I think @anon46279830 thinks that there are people outside the garden, but I’m not sure how he sees Gen 1 in relation to that.

@gbrooks9 I share the same concept. The framework is identical. Only difference that does not fit with GE comes after the fall - how is sin propagated? And this take on it answers questions that I haven’t even heard here yet.

@swamidass Yes, there were people outside the garden. Gen 1 is about the big picture which starts in the beginning and ends with Christ and the Church. Chapter two is just a blip in there, but a very important blip so it is elaborated on. But God’s address to humanity at the end of chapter one is to those outside the garden and sounds nothing at all like the conversation or relationship He had with Adam and Eve in chapter two.

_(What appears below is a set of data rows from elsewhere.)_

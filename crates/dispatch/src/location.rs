//! Location Publisher
//!
//! Takes one immediate sample on activation, then follows the device's
//! continuous position stream. A fallback re-sample runs on a fixed interval
//! independent of the stream; when that sample fails, the last known
//! position is retransmitted instead. Every sample is reported upstream as a
//! fire-and-forget call.
//!
//! Capability failures (no positioning support, permission denied) stop the
//! publisher for the rest of the session. The route overlay then never sees
//! a position and stays empty.

use async_trait::async_trait;
use futures_util::stream::{BoxStream, StreamExt};
use resq_core::GeoPoint;
use resq_domain::VehiclePosition;
use std::sync::Arc;
use thiserror::Error;
use tracing::{debug, error, warn};

use crate::api::{DispatchApi, LocationReport};
use crate::handle::{self, SubscriptionHandle};
use crate::inbox::{CoreEvent, Inbox};
use crate::runtime::CoreContext;

/// Device positioning failures
#[derive(Debug, Clone, Error, PartialEq, Eq)]
pub enum PositionError {
    /// The device has no positioning capability
    #[error("Positioning is not supported")]
    Unsupported,

    /// The user refused positioning access
    #[error("Positioning permission denied")]
    PermissionDenied,

    /// A fix could not be obtained right now
    #[error("Position unavailable: {0}")]
    Unavailable(String),

    /// No fix within the sampling deadline
    #[error("Position sample timed out")]
    Timeout,
}

impl PositionError {
    /// Whether the failure disables positioning for the session.
    pub fn is_capability(&self) -> bool {
        matches!(self, PositionError::Unsupported | PositionError::PermissionDenied)
    }
}

/// Continuous stream of position fixes
pub type PositionStream = BoxStream<'static, Result<GeoPoint, PositionError>>;

/// Device positioning collaborator
#[async_trait]
pub trait PositionSource: Send + Sync + 'static {
    /// One-shot fix.
    async fn sample(&self) -> Result<GeoPoint, PositionError>;

    /// Continuous fixes until the stream is dropped.
    async fn watch(&self) -> Result<PositionStream, PositionError>;
}

/// Owner of [`VehiclePosition`]
pub(crate) struct LocationPublisher {
    source: Arc<dyn PositionSource>,
    position: Option<VehiclePosition>,
    enabled: bool,
    watch: Option<SubscriptionHandle>,
    fallback: Option<SubscriptionHandle>,
}

impl LocationPublisher {
    pub(crate) fn new(source: Arc<dyn PositionSource>) -> Self {
        Self {
            source,
            position: None,
            enabled: true,
            watch: None,
            fallback: None,
        }
    }

    pub(crate) fn position(&self) -> Option<VehiclePosition> {
        self.position
    }

    pub(crate) fn is_enabled(&self) -> bool {
        self.enabled
    }

    /// Open the watch stream and the fallback interval.
    pub(crate) fn activate(&mut self, ctx: &CoreContext) {
        let source = self.source.clone();
        let inbox = ctx.inbox.clone();
        handle::replace(
            &mut self.watch,
            SubscriptionHandle::spawn("location-watch", watch_positions(source, inbox)),
        );

        let source = self.source.clone();
        let inbox = ctx.inbox.clone();
        let period = ctx.config.timing.location_fallback();
        handle::replace(
            &mut self.fallback,
            SubscriptionHandle::spawn("location-fallback", async move {
                let mut ticker =
                    tokio::time::interval_at(tokio::time::Instant::now() + period, period);
                ticker.set_missed_tick_behavior(tokio::time::MissedTickBehavior::Skip);
                loop {
                    ticker.tick().await;
                    let result = source.sample().await;
                    if !inbox.post(CoreEvent::FallbackSampled(result)) {
                        break;
                    }
                }
            }),
        );
    }

    pub(crate) fn deactivate(&mut self) {
        handle::clear(&mut self.watch);
        handle::clear(&mut self.fallback);
    }

    pub(crate) fn is_streaming(&self) -> bool {
        self.watch.is_some() || self.fallback.is_some()
    }

    /// Apply a fresh fix. Returns `true` when the position changed.
    pub(crate) fn on_sample(&mut self, point: GeoPoint, ctx: &mut CoreContext) -> bool {
        if !self.enabled {
            return false;
        }
        let changed = self.position.map(|p| p.point) != Some(point);
        self.position = Some(VehiclePosition::new(point, ctx.clock.now()));
        transmit(ctx, point);
        changed
    }

    /// Handle a failed fix from the stream or the one-shot sample.
    pub(crate) fn on_failure(&mut self, err: PositionError) -> bool {
        if err.is_capability() {
            return self.disable(&err);
        }
        debug!(error = %err, "Position sample failed");
        false
    }

    /// Fallback tick result. A failed sample retransmits the last known fix.
    pub(crate) fn on_fallback(
        &mut self,
        result: Result<GeoPoint, PositionError>,
        ctx: &mut CoreContext,
    ) -> bool {
        match result {
            Ok(point) => self.on_sample(point, ctx),
            Err(err) if err.is_capability() => self.disable(&err),
            Err(err) => {
                if let Some(last) = self.position.filter(|_| self.enabled) {
                    debug!(error = %err, "Fallback sample failed, retransmitting last known position");
                    transmit(ctx, last.point);
                } else {
                    debug!(error = %err, "Fallback sample failed with no known position");
                }
                false
            }
        }
    }

    fn disable(&mut self, err: &PositionError) -> bool {
        if !self.enabled {
            return false;
        }
        warn!(error = %err, "Positioning unavailable, location publishing disabled");
        self.enabled = false;
        self.deactivate();
        true
    }
}

async fn watch_positions(source: Arc<dyn PositionSource>, inbox: Inbox) {
    let first = source.sample().await;
    let posted = match first {
        Ok(point) => inbox.post(CoreEvent::PositionSampled(point)),
        Err(e) => {
            let capability = e.is_capability();
            let posted = inbox.post(CoreEvent::PositionFailed(e));
            if capability {
                return;
            }
            posted
        }
    };
    if !posted {
        return;
    }

    let mut stream = match source.watch().await {
        Ok(stream) => stream,
        Err(e) => {
            inbox.post(CoreEvent::PositionFailed(e));
            return;
        }
    };
    while let Some(item) = stream.next().await {
        let event = match item {
            Ok(point) => CoreEvent::PositionSampled(point),
            Err(e) => CoreEvent::PositionFailed(e),
        };
        if !inbox.post(event) {
            return;
        }
    }
    debug!("Position stream ended");
}

/// Best-effort report; failures are logged and dropped.
fn transmit(ctx: &mut CoreContext, point: GeoPoint) {
    let api: Arc<dyn DispatchApi> = ctx.api.clone();
    let report = LocationReport {
        vehicle_id: ctx.session.vehicle_id,
        latitude: point.lat,
        longitude: point.lng,
        address: String::new(),
    };
    ctx.tasks.spawn(async move {
        let vehicle_id = report.vehicle_id;
        match api.report_location(report).await {
            Ok(ack) if ack.success => {}
            Ok(ack) => error!(vehicle_id, message = %ack.message, "Location report rejected"),
            Err(e) => error!(vehicle_id, error = %e, "Location report failed"),
        }
    });
}

#[cfg(test)]
mod tests {
    use super::*;
    use crate::testing::{MockDispatchApi, ScriptedPositions};

    const DEPOT: GeoPoint = GeoPoint { lat: 9.68, lng: 80.01 };

    fn publisher() -> (LocationPublisher, Arc<ScriptedPositions>) {
        let positions = Arc::new(ScriptedPositions::default());
        (LocationPublisher::new(positions.clone()), positions)
    }

    #[tokio::test(start_paused = true)]
    async fn test_sample_updates_position_and_reports() {
        let api = Arc::new(MockDispatchApi::new());
        let (mut ctx, _rx) = CoreContext::for_test_with_api(12, api.clone());
        let (mut publisher, _) = publisher();

        assert!(publisher.on_sample(DEPOT, &mut ctx));
        ctx.drain().await;

        assert_eq!(publisher.position().map(|p| p.point), Some(DEPOT));
        let reports = api.reports();
        assert_eq!(reports.len(), 1);
        assert_eq!(reports[0].vehicle_id, 12);
        assert_eq!(reports[0].latitude, DEPOT.lat);
    }

    #[tokio::test(start_paused = true)]
    async fn test_failed_fallback_retransmits_last_known() {
        let api = Arc::new(MockDispatchApi::new());
        let (mut ctx, _rx) = CoreContext::for_test_with_api(12, api.clone());
        let (mut publisher, _) = publisher();

        publisher.on_sample(DEPOT, &mut ctx);
        publisher.on_fallback(Err(PositionError::Timeout), &mut ctx);
        publisher.on_fallback(Err(PositionError::Unavailable("no signal".into())), &mut ctx);
        ctx.drain().await;

        let reports = api.reports();
        assert_eq!(reports.len(), 3);
        assert!(reports.iter().all(|r| r.latitude == DEPOT.lat && r.longitude == DEPOT.lng));
    }

    #[tokio::test(start_paused = true)]
    async fn test_failed_fallback_without_position_sends_nothing() {
        let api = Arc::new(MockDispatchApi::new());
        let (mut ctx, _rx) = CoreContext::for_test_with_api(12, api.clone());
        let (mut publisher, _) = publisher();

        publisher.on_fallback(Err(PositionError::Timeout), &mut ctx);
        ctx.drain().await;
        assert!(api.reports().is_empty());
    }

    #[tokio::test(start_paused = true)]
    async fn test_report_failure_is_absorbed() {
        let api = Arc::new(MockDispatchApi::new());
        api.fail_reports(Some(crate::api::ApiError::Transport("offline".into())));
        let (mut ctx, _rx) = CoreContext::for_test_with_api(12, api.clone());
        let (mut publisher, _) = publisher();

        publisher.on_sample(DEPOT, &mut ctx);
        ctx.drain().await;
        assert_eq!(publisher.position().map(|p| p.point), Some(DEPOT));
        assert_eq!(api.reports().len(), 1);
    }

    #[tokio::test(start_paused = true)]
    async fn test_permission_denied_disables_publisher() {
        let (ctx, mut rx) = CoreContext::for_test(12);
        let (mut publisher, positions) = publisher();
        positions.deny(PositionError::PermissionDenied);

        publisher.activate(&ctx);
        assert!(publisher.is_streaming());

        match rx.recv().await {
            Some(CoreEvent::PositionFailed(err)) => assert!(publisher.on_failure(err)),
            other => panic!("unexpected event {:?}", other),
        }
        assert!(!publisher.is_enabled());
        assert!(!publisher.is_streaming());
        // A second capability failure is not reported again
        assert!(!publisher.on_failure(PositionError::PermissionDenied));
    }

    #[tokio::test(start_paused = true)]
    async fn test_watch_stream_feeds_inbox() {
        let (ctx, mut rx) = CoreContext::for_test(12);
        let (mut publisher, positions) = publisher();
        positions.push_fix(DEPOT);

        publisher.activate(&ctx);
        // Initial one-shot sample, then the buffered stream fix
        for _ in 0..2 {
            match rx.recv().await {
                Some(CoreEvent::PositionSampled(p)) => assert_eq!(p, DEPOT),
                other => panic!("unexpected event {:?}", other),
            }
        }
        publisher.deactivate();
        assert!(!publisher.is_streaming());
    }
}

So Jesus was created? You can’t possibly be meaning that, are you? Or maybe his pre-incarnate form was created, though he himself pre-existed it? Help me out here. Though I can see where you are going with THE Man.

So that is the creation of the ‘adams’, before Adam. So that is a two creation framework, even though you are using Genesis 1:27 in a different way.

So this makes more sense:

You are saying it is:

  1. Christ in heaven (but not created, right?)
  2. Adam (an echo of Christ)
  3. ‘adams’ = mankind (created before Adam).

Is that right?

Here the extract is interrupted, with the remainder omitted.